How Did Vanilla Become a Byword for Blandness? nytimes.com

Ligaya Mishan, New York Times Style Magazine:

The path of vanilla to our table is less straightforward, and its provenance is often still elusive on commercial labels. But already you can find vanilla beans from Madagascar at Walmart and order beans and bottles for making homemade vanilla extract (alcohol not included) on Amazon. Small companies like VanillaPura and Native Vanilla offer rarer specimens online, from the Malabar Coast of India, the Amazon rainforest and the Mexican Yucatán; Sri Lanka, Papua New Guinea, Tanzania, Uganda, Ecuador and Peru; and the islands of Comoros, Oahu, the Marquesas and Vanuatu. You are enticed with notes of toffee, guava, flowers, earth, ripeness, shimmer. In a word, the world.

I loved this article. A well-made floral vanilla ice cream is a beautiful thing. It is hard to believe such a delicate and complex ingredient became a synonym for boring or basic.
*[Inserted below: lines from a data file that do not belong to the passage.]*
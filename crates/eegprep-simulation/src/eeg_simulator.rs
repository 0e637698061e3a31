//! Synthetic EEG recordings with injected seizure episodes

use eegprep_core::{EegError, EegResult, InMemoryRecording, SeizureInterval};
use rand::{Rng, SeedableRng};
use rand_distr::{Distribution, Normal};
use serde::{Deserialize, Serialize};
use std::f32::consts::PI;

/// One background oscillation component.
#[derive(Debug, Clone, Copy, Serialize, Deserialize)]
pub struct BandOscillation {
    /// Oscillation frequency in Hz
    pub frequency: f32,
    /// Peak amplitude in arbitrary units
    pub amplitude: f32,
}

/// Configuration for synthetic EEG generation
#[derive(Debug, Clone, Serialize, Deserialize)]
pub struct SimulationConfig {
    /// Number of channels to generate
    pub channel_count: usize,
    /// Sampling rate in Hz
    pub sample_rate: f32,
    /// Recording duration in seconds
    pub duration_s: u64,
    /// Background oscillations mixed into every channel
    pub background: Vec<BandOscillation>,
    /// Gaussian noise standard deviation (0.0 = no noise)
    pub noise_std: f32,
    /// Amplitude multiplier applied during seizure episodes
    pub seizure_gain: f32,
    /// Dominant frequency of injected episodes (Hz)
    pub seizure_freq: f32,
    /// Random seed for reproducibility
    pub seed: Option<u64>,
}

impl Default for SimulationConfig {
    fn default() -> Self {
        Self {
            channel_count: 23,
            sample_rate: 256.0,
            duration_s: 600,
            background: vec![
                BandOscillation {
                    frequency: 2.0,
                    amplitude: 0.6,
                },
                BandOscillation {
                    frequency: 10.0,
                    amplitude: 1.0,
                },
                BandOscillation {
                    frequency: 22.0,
                    amplitude: 0.3,
                },
            ],
            noise_std: 0.2,
            seizure_gain: 4.0,
            seizure_freq: 6.0,
            seed: None,
        }
    }
}

/// Generates `InMemoryRecording`s with known ground-truth episodes.
pub struct EegSimulator {
    config: SimulationConfig,
    rng: rand::rngs::StdRng,
}

impl EegSimulator {
    pub fn new(config: SimulationConfig) -> Self {
        let rng = match config.seed {
            Some(seed) => rand::rngs::StdRng::seed_from_u64(seed),
            None => rand::rngs::StdRng::from_entropy(),
        };
        Self { config, rng }
    }

    /// Generate one recording with the given episodes. Returns the
    /// recording and the matching interval records (named `{id}.edf`
    /// the way a summary report would name them).
    pub fn generate(
        &mut self,
        id: &str,
        episodes: &[(u64, u64)],
    ) -> EegResult<(InMemoryRecording, Vec<SeizureInterval>)> {
        let n_samples = (self.config.duration_s as f32 * self.config.sample_rate) as usize;
        let noise = Normal::new(0.0f32, self.config.noise_std.max(f32::EPSILON)).map_err(
            |e| EegError::InvalidSignalData {
                reason: format!("invalid noise distribution: {}", e),
            },
        )?;

        let mut channels = Vec::with_capacity(self.config.channel_count);
        for ch in 0..self.config.channel_count {
            // Per-channel phase offset so channels aren't identical
            let phase: f32 = self.rng.gen_range(0.0..2.0 * PI);
            let mut samples = Vec::with_capacity(n_samples);
            for i in 0..n_samples {
                let t = i as f32 / self.config.sample_rate;
                let mut v = 0.0f32;
                for osc in &self.config.background {
                    v += osc.amplitude * (2.0 * PI * osc.frequency * t + phase).sin();
                }
                if in_episode(t, episodes) {
                    v *= self.config.seizure_gain;
                    v += self.config.seizure_gain
                        * (2.0 * PI * self.config.seizure_freq * t + phase + ch as f32).sin();
                }
                if self.config.noise_std > 0.0 {
                    v += noise.sample(&mut self.rng);
                }
                samples.push(v);
            }
            channels.push(samples);
        }

        let intervals = episodes
            .iter()
            .map(|&(start, end)| SeizureInterval::new(format!("{}.edf", id), start, end))
            .collect();

        let recording = InMemoryRecording::new(id, self.config.sample_rate, channels)?;
        Ok((recording, intervals))
    }
}

fn in_episode(t: f32, episodes: &[(u64, u64)]) -> bool {
    episodes
        .iter()
        .any(|&(start, end)| t >= start as f32 && t < end as f32)
}
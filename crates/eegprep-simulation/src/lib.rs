//! EEGPrep-Simulation: Synthetic EEG generation
//!
//! Produces realistic-enough multi-channel recordings with known seizure
//! episodes for testing and smoke runs.

pub mod eeg_simulator;

pub use eeg_simulator::{BandOscillation, EegSimulator, SimulationConfig};
//! Welch power spectral density estimation
//!
//! Windowed-segment averaging with a Hann window, 50% overlap, and
//! per-segment constant detrend. Output is a one-sided density in
//! units^2/Hz, suitable for integrating into band powers.

use eegprep_core::{EegError, EegResult};
use realfft::RealFftPlanner;
use std::f32::consts::PI;

/// One-sided power spectral density estimate.
#[derive(Debug, Clone)]
pub struct Psd {
    /// Frequency of each bin in Hz
    pub freqs: Vec<f32>,
    /// Density at each bin in units^2/Hz
    pub power: Vec<f32>,
}

/// Welch PSD estimator. Holds the real-FFT planner so every window of the
/// same length shares a plan.
pub struct WelchEstimator {
    planner: RealFftPlanner<f32>,
}

impl WelchEstimator {
    pub fn new() -> Self {
        Self {
            planner: RealFftPlanner::new(),
        }
    }

    /// Estimate the PSD of `x` sampled at `fs` Hz.
    ///
    /// `nperseg` is clamped to the signal length, mirroring the rule that
    /// short windows reduce the segment rather than failing.
    pub fn estimate(&mut self, x: &[f32], fs: f32, nperseg: usize) -> EegResult<Psd> {
        if x.is_empty() {
            return Err(EegError::InvalidSignalData {
                reason: "Cannot estimate PSD of an empty signal".to_string(),
            });
        }
        let nperseg = nperseg.min(x.len()).max(2);
        let noverlap = nperseg / 2;
        let step = nperseg - noverlap;

        // Periodic Hann window, as used for spectral averaging
        let window: Vec<f32> = (0..nperseg)
            .map(|i| 0.5 - 0.5 * (2.0 * PI * i as f32 / nperseg as f32).cos())
            .collect();
        let win_sum_sq: f32 = window.iter().map(|w| w * w).sum();
        let scale = 1.0 / (fs * win_sum_sq);

        let fft = self.planner.plan_fft_forward(nperseg);
        let n_bins = nperseg / 2 + 1;
        let mut acc = vec![0.0f32; n_bins];
        let mut buffer = fft.make_input_vec();
        let mut spectrum = fft.make_output_vec();

        let mut n_segments = 0usize;
        let mut start = 0usize;
        while start + nperseg <= x.len() {
            let segment = &x[start..start + nperseg];
            let mean = segment.iter().sum::<f32>() / nperseg as f32;
            for (i, &s) in segment.iter().enumerate() {
                buffer[i] = (s - mean) * window[i];
            }
            fft.process(&mut buffer, &mut spectrum)
                .map_err(|e| EegError::InvalidSignalData {
                    reason: format!("FFT failed: {}", e),
                })?;

            for (k, bin) in spectrum.iter().enumerate() {
                let mut p = bin.norm_sqr() * scale;
                // One-sided spectrum: double everything except DC and
                // the Nyquist bin of an even-length segment
                let is_nyquist = nperseg % 2 == 0 && k == n_bins - 1;
                if k != 0 && !is_nyquist {
                    p *= 2.0;
                }
                acc[k] += p;
            }
            n_segments += 1;
            start += step;
        }

        let norm = 1.0 / n_segments.max(1) as f32;
        let power: Vec<f32> = acc.iter().map(|p| p * norm).collect();
        let freqs: Vec<f32> = (0..n_bins)
            .map(|k| k as f32 * fs / nperseg as f32)
            .collect();

        Ok(Psd { freqs, power })
    }
}

impl Default for WelchEstimator {
    fn default() -> Self {
        Self::new()
    }
}

/// Integrate a PSD over `[low, high]` inclusive with the trapezoidal rule.
///
/// A band that captures no frequency bin (or a single bin, which has zero
/// trapezoidal width) contributes exactly 0.0.
pub fn band_power(psd: &Psd, low: f32, high: f32) -> f32 {
    let in_band: Vec<usize> = psd
        .freqs
        .iter()
        .enumerate()
        .filter(|(_, &f)| f >= low && f <= high)
        .map(|(i, _)| i)
        .collect();

    if in_band.len() < 2 {
        return 0.0;
    }

    let mut total = 0.0f32;
    for pair in in_band.windows(2) {
        let (a, b) = (pair[0], pair[1]);
        let df = psd.freqs[b] - psd.freqs[a];
        total += 0.5 * (psd.power[a] + psd.power[b]) * df;
    }
    total
}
It is even used in computing: if you are not using a JavaScript framework, you are writing “vanilla JavaScript”, for example.

I feel compelled to mention that most do-it-yourself vanilla “extract” recipes — like the one from King Arthur Baking, or Martha Stewart, or in this kit and others like it — make something closer to vanilla flavoured vodka instead of a true extract.